# Processing rabbits culled for disease?



## mir116 (May 27, 2012)

I'm culling all my snotters tomorrow. I think I am going to wait on the sneezers. The weather is supposed to break tomorrow or Tuesday, so the heat will be gone. Perhaps they will recover? Anyway can I process rabbits that appear to have an upper resp. infection? Or should I just cull and dispose?


----------



## Hens and Roos (May 28, 2012)

not sure how that would effect the over all quality of the meat, personally not sure I would save them for eating, hopfully someone with more insight will post and help you out.  Sorry to hear that you are dealing with sick ones


----------



## mir116 (May 28, 2012)

Thanks. It's been upsetting. Last night the temp dropped into the lower 70s and all but one of my sick ones perked up and started eating and bouncing around. We're almost done with them now. The only ones left are my does that were not in the shed with the others and two bucks that seem fine.


----------



## secuono (May 28, 2012)

I would think it only bothers the lungs, so if you toss the internal organs and just eat the meat, you'd be fine or give it to pets.


----------



## WhiteMountainsRanch (May 28, 2012)

*I've never done it, but my friend who also raises rabbits has always butchered the sneezers to eat. He's still alive and doing well today!*


----------



## mir116 (May 28, 2012)

Thanks for your reply. That was our reasoning as well. The one that was obviously sick and suffering we culled and disposed of him. The sneezers we processed. They didn't seem all that sick. 

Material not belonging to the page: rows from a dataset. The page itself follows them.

//! Session State Machine
//!
//! Tracks where this client is in the setup → play → result flow. The match
//! itself has its own phases in `rally_core::MatchFsm`.

#[cfg(target_arch = "wasm32")]
use wasm_bindgen::prelude::*;

/// Session states
#[cfg_attr(target_arch = "wasm32", wasm_bindgen)]
#[derive(Debug, Clone, Copy, PartialEq, Eq)]
pub enum SessionState {
    Idle,
    Creating,
    Ready,
    Playing,
    Finished,
}

/// Actions that trigger state transitions
#[cfg_attr(target_arch = "wasm32", wasm_bindgen)]
#[derive(Debug, Clone, Copy, PartialEq, Eq)]
pub enum SessionAction {
    CreateMatch,
    Created,
    CreateFailed,
    JoinMatch,
    Start,
    MatchEnded,
    Leave,
}

/// Result of a state transition
#[cfg_attr(target_arch = "wasm32", wasm_bindgen)]
#[derive(Debug, Clone)]
pub struct TransitionResult {
    success: bool,
    from_state: SessionState,
    to_state: SessionState,
    action: SessionAction,
}

#[cfg_attr(target_arch = "wasm32", wasm_bindgen)]
impl TransitionResult {
    #[cfg_attr(target_arch = "wasm32", wasm_bindgen(getter))]
    pub fn success(&self) -> bool {
        self.success
    }

    #[cfg_attr(target_arch = "wasm32", wasm_bindgen(getter))]
    #[allow(clippy::wrong_self_convention)]
    pub fn from_state(&self) -> SessionState {
        self.from_state
    }

    #[cfg_attr(target_arch = "wasm32", wasm_bindgen(getter))]
    pub fn to_state(&self) -> SessionState {
        self.to_state
    }

    #[cfg_attr(target_arch = "wasm32", wasm_bindgen(getter))]
    pub fn action(&self) -> SessionAction {
        self.action
    }
}

#[cfg_attr(target_arch = "wasm32", wasm_bindgen)]
pub struct SessionFsm {
    state: SessionState,
}

#[cfg_attr(target_arch = "wasm32", wasm_bindgen)]
impl SessionFsm {
    #[cfg_attr(target_arch = "wasm32", wasm_bindgen(constructor))]
    pub fn new() -> Self {
        Self {
            state: SessionState::Idle,
        }
    }

    /// Get current state
    #[cfg_attr(target_arch = "wasm32", wasm_bindgen(getter))]
    pub fn state(&self) -> SessionState {
        self.state
    }

    pub fn can_transition(&self, action: SessionAction) -> bool {
        self.get_next_state(action).is_some()
    }

    /// Attempt a transition
    pub fn transition(&mut self, action: SessionAction) -> TransitionResult {
        let from_state = self.state;

        if let Some(next_state) = self.get_next_state(action) {
            self.state = next_state;
            TransitionResult {
                success: true,
                from_state,
                to_state: next_state,
                action,
            }
        } else {
            log::debug!("Session: {action:?} not allowed while {from_state:?}");
            TransitionResult {
                success: false,
                from_state,
                to_state: from_state,
                action,
            }
        }
    }

    fn get_next_state(&self, action: SessionAction) -> Option<SessionState> {
        match (self.state, action) {
            // From Idle
            (SessionState::Idle, SessionAction::CreateMatch) => Some(SessionState::Creating),
            (SessionState::Idle, SessionAction::JoinMatch) => Some(SessionState::Ready),

            // From Creating
            (SessionState::Creating, SessionAction::Created) => Some(SessionState::Ready),
            (SessionState::Creating, SessionAction::CreateFailed) => Some(SessionState::Idle),

            // From Ready
            (SessionState::Ready, SessionAction::Start) => Some(SessionState::Playing),
            (SessionState::Ready, SessionAction::MatchEnded) => Some(SessionState::Finished),
            (SessionState::Ready, SessionAction::Leave) => Some(SessionState::Idle),

            // From Playing
            (SessionState::Playing, SessionAction::MatchEnded) => Some(SessionState::Finished),
            (SessionState::Playing, SessionAction::Leave) => Some(SessionState::Idle),

            // From Finished
            (SessionState::Finished, SessionAction::Leave) => Some(SessionState::Idle),

            // Invalid transition
            _ => None,
        }
    }

    /// Reset to Idle state
    pub fn reset(&mut self) {
        self.state = SessionState::Idle;
    }

    pub fn is_playing(&self) -> bool {
        self.state == SessionState::Playing
    }

    pub fn has_match(&self) -> bool {
        matches!(
            self.state,
            SessionState::Ready | SessionState::Playing | SessionState::Finished
        )
    }
}

impl Default for SessionFsm {
    fn default() -> Self {
        Self::new()
    }
}

#[cfg(test)]
mod tests {
    use super::*;

    #[test]
    fn test_initial_state() {
        let fsm = SessionFsm::new();
        assert_eq!(fsm.state(), SessionState::Idle);
        assert!(!fsm.has_match());
    }

    #[test]
    fn test_create_flow() {
        let mut fsm = SessionFsm::new();
        assert!(fsm.transition(SessionAction::CreateMatch).success);
        assert!(fsm.transition(SessionAction::Created).success);
        assert!(fsm.transition(SessionAction::Start).success);
        assert!(fsm.is_playing());
        assert!(fsm.transition(SessionAction::MatchEnded).success);
        assert_eq!(fsm.state(), SessionState::Finished);
        assert!(fsm.transition(SessionAction::Leave).success);
        assert_eq!(fsm.state(), SessionState::Idle);
    }

    #[test]
    fn test_failed_create_returns_to_idle() {
        let mut fsm = SessionFsm::new();
        fsm.transition(SessionAction::CreateMatch);
        let result = fsm.transition(SessionAction::CreateFailed);
        assert!(result.success);
        assert_eq!(result.from_state(), SessionState::Creating);
        assert_eq!(fsm.state(), SessionState::Idle);
    }

    #[test]
    fn test_invalid_transition() {
        let mut fsm = SessionFsm::new();
        let result = fsm.transition(SessionAction::Start);
        assert!(!result.success);
        assert_eq!(result.to_state(), SessionState::Idle);
    }
}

I'll stew them good. I'm sure it will be fine.


----------



## adorable (Jun 10, 2012)

once you have that many sick rabbits in your herd. You are best to cull of them and start over. You will think you got them all ,but in a few weeks more will start up. I dont know what your set up is like or how many rabbits you have. ...If you have some seperate from the sick bunch. Then you might be alright to increase with the one that are not showing any signs. 

Yes you can eat them as long there lungs and livers look ok.


----------



## mir116 (Jun 10, 2012)

I think I may have panicked and culled unnecessarily. There was only one rabbit snotting. The doe that died was pregnant, and it has been unseasonably hot and dry here. I think that was the primary reason for the sickness and death. 

I don't have all my bunnies under one roof. So it is possible to keep groups separate from each other.


----------



## adorable (Jun 10, 2012)

mir116 said:
			
		

> I think I may have panicked and culled unnecessarily. There was only one rabbit snotting. The doe that died was pregnant, and it has been unseasonably hot and dry here. I think that was the primary reason for the sickness and death.
> 
> I don't have all my bunnies under one roof. So it is possible to keep groups separate from each other.


The heat will bring things on. The change in weather is hard on them. ..I would keep bucks in one spot and the girls in another ect. It helps if something goes around so you dont loose everyone.


----------



## mir116 (Jun 10, 2012)

I do have the does separate from the bucks. 

It's been terrible here. It's not normal to have 95F temps in May, which is when all this started happening. We haven't had more than a half-inch of rain in the last month. I'm in OHIO. This is so far outside the norm I dunno what to do. My garden looks like crap. The creek is drying up. And officials won't let the gas companies take water out of the reservoirs. That's how dry it's been.